*** Opening of DATASET RECORDS ***

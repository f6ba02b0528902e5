//! Login, token verification, and token refresh.

use std::sync::Arc;

use serde::Serialize;
use tracing::{info, warn};

use workforce_auth::jwt::{JwtDecoder, JwtEncoder, TokenPair};
use workforce_auth::password::PasswordHasher;
use workforce_core::error::AppError;
use workforce_database::repositories::AccountRepository;
use workforce_entity::account::AccountIdentity;

use crate::context::RequestContext;

/// Issues and verifies stateless session tokens.
#[derive(Clone)]
pub struct AuthService {
    accounts: Arc<dyn AccountRepository>,
    hasher: Arc<PasswordHasher>,
    encoder: Arc<JwtEncoder>,
    decoder: Arc<JwtDecoder>,
}

impl std::fmt::Debug for AuthService {
    fn fmt(&self, f: &mut std::fmt::Formatter<'_>) -> std::fmt::Result {
        f.debug_struct("AuthService").finish_non_exhaustive()
    }
}

/// Tokens plus the identity they were issued to.
#[derive(Debug, Clone, Serialize)]
#[serde(rename_all = "camelCase")]
pub struct LoginResult {
    /// Access and refresh tokens.
    #[serde(flatten)]
    pub tokens: TokenPair,
    /// Identity summary (no credentials).
    pub user: AccountIdentity,
}

impl AuthService {
    /// Creates a new auth service.
    pub fn new(
        accounts: Arc<dyn AccountRepository>,
        hasher: Arc<PasswordHasher>,
        encoder: Arc<JwtEncoder>,
        decoder: Arc<JwtDecoder>,
    ) -> Self {
        Self {
            accounts,
            hasher,
            encoder,
            decoder,
        }
    }

    /// Checks an email/password pair and issues a token pair.
    ///
    /// Unknown email and wrong password fail with the same error.
    pub async fn authenticate(&self, email: &str, password: &str) -> Result<LoginResult, AppError> {
        let Some(account) = self.accounts.find_by_email(email).await? else {
            warn!("Login failed: invalid credentials");
            return Err(AppError::invalid_credentials());
        };

        if !self.hasher.verify(password, &account.password_hash).await? {
            warn!(account_id = %account.id, "Login failed: invalid credentials");
            return Err(AppError::invalid_credentials());
        }

        let identity = account.identity();
        let tokens = self.encoder.generate_token_pair(&identity)?;
        info!(account_id = %identity.id, role = %identity.role, "Login successful");

        Ok(LoginResult {
            tokens,
            user: identity,
        })
    }

    /// Validates an access token and re-reads the account it names.
    pub async fn verify_token(&self, token: &str) -> Result<RequestContext, AppError> {
        let claims = self.decoder.decode_access_token(token)?;
        let identity = self.load_identity(&claims.sub).await?;
        Ok(RequestContext::new(&identity))
    }

    /// Exchanges a refresh token for a new token pair.
    pub async fn refresh(&self, refresh_token: &str) -> Result<LoginResult, AppError> {
        let claims = self.decoder.decode_refresh_token(refresh_token)?;
        let identity = self.load_identity(&claims.sub).await?;
        let tokens = self.encoder.generate_token_pair(&identity)?;
        info!(account_id = %identity.id, "Tokens refreshed");

        Ok(LoginResult {
            tokens,
            user: identity,
        })
    }

    async fn load_identity(
        &self,
        account_id: &workforce_core::types::AccountId,
    ) -> Result<AccountIdentity, AppError> {
        self.accounts
            .find_by_id(*account_id)
            .await?
            .map(|a| a.identity())
            .ok_or_else(|| AppError::unknown_account("Account no longer exists"))
    }
}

*** Close of DATASET RECORDS ***

_WHAT IS NEEDED_.
What is needed here is every record above, repeated exactly.

_TASK ANSWER_.
repository f6ba02b0528902e5
//! Login, token verification, and token refresh.

use std::sync::Arc;

use serde::Serialize;
use tracing::{info, warn};

use workforce_auth::jwt::{JwtDecoder, JwtEncoder, TokenPair};
use workforce_auth::password::PasswordHasher;
use workforce_core::error::AppError;
use workforce_database::repositories::AccountRepository;
use workforce_entity::account::AccountIdentity;

use crate::context::RequestContext;

/// Issues and verifies stateless session tokens.
#[derive(Clone)]
pub struct AuthService {
    accounts: Arc<dyn AccountRepository>,
    hasher: Arc<PasswordHasher>,
    encoder: Arc<JwtEncoder>,
    decoder: Arc<JwtDecoder>,
}

impl std::fmt::Debug for AuthService {
    fn fmt(&self, f: &mut std::fmt::Formatter<'_>) -> std::fmt::Result {
        f.debug_struct("AuthService").finish_non_exhaustive()
    }
}

/// Tokens plus the identity they were issued to.
#[derive(Debug, Clone, Serialize)]
#[serde(rename_all = "camelCase")]
pub struct LoginResult {
    /// Access and refresh tokens.
    #[serde(flatten)]
    pub tokens: TokenPair,
    /// Identity summary (no credentials).
    pub user: AccountIdentity,
}

impl AuthService {
    /// Creates a new auth service.
    pub fn new(
        accounts: Arc<dyn AccountRepository>,
        hasher: Arc<PasswordHasher>,
        encoder: Arc<JwtEncoder>,
        decoder: Arc<JwtDecoder>,
    ) -> Self {
        Self {
            accounts,
            hasher,
            encoder,
            decoder,
        }
    }

    /// Checks an email/password pair and issues a token pair.
    ///
    /// Unknown email and wrong password fail with the same error.
    pub async fn authenticate(&self, email: &str, password: &str) -> Result<LoginResult, AppError> {
        let Some(account) = self.accounts.find_by_email(email).await? else {
            warn!("Login failed: invalid credentials");
            return Err(AppError::invalid_credentials());
        };

        if !self.hasher.verify(password, &account.password_hash).await? {
            warn!(account_id = %account.id, "Login failed: invalid credentials");
            return Err(AppError::invalid_credentials());
        }

        let identity = account.identity();
        let tokens = self.encoder.generate_token_pair(&identity)?;
        info!(account_id = %identity.id, role = %identity.role, "Login successful");

        Ok(LoginResult {
            tokens,
            user: identity,
        })
    }

    /// Validates an access token and re-reads the account it names.
    pub async fn verify_token(&self, token: &str) -> Result<RequestContext, AppError> {
        let claims = self.decoder.decode_access_token(token)?;
        let identity = self.load_identity(&claims.sub).await?;
        Ok(RequestContext::new(&identity))
    }

    /// Exchanges a refresh token for a new token pair.
    pub async fn refresh(&self, refresh_token: &str) -> Result<LoginResult, AppError> {
        let claims = self.decoder.decode_refresh_token(refresh_token)?;
        let identity = self.load_identity(&claims.sub).await?;
        let tokens = self.encoder.generate_token_pair(&identity)?;
        info!(account_id = %identity.id, "Tokens refreshed");

        Ok(LoginResult {
            tokens,
            user: identity,
        })
    }

    async fn load_identity(
        &self,
        account_id: &workforce_core::types::AccountId,
    ) -> Result<AccountIdentity, AppError> {
        self.accounts
            .find_by_id(*account_id)
            .await?
            .map(|a| a.identity())
            .ok_or_else(|| AppError::unknown_account("Account no longer exists"))
    }
}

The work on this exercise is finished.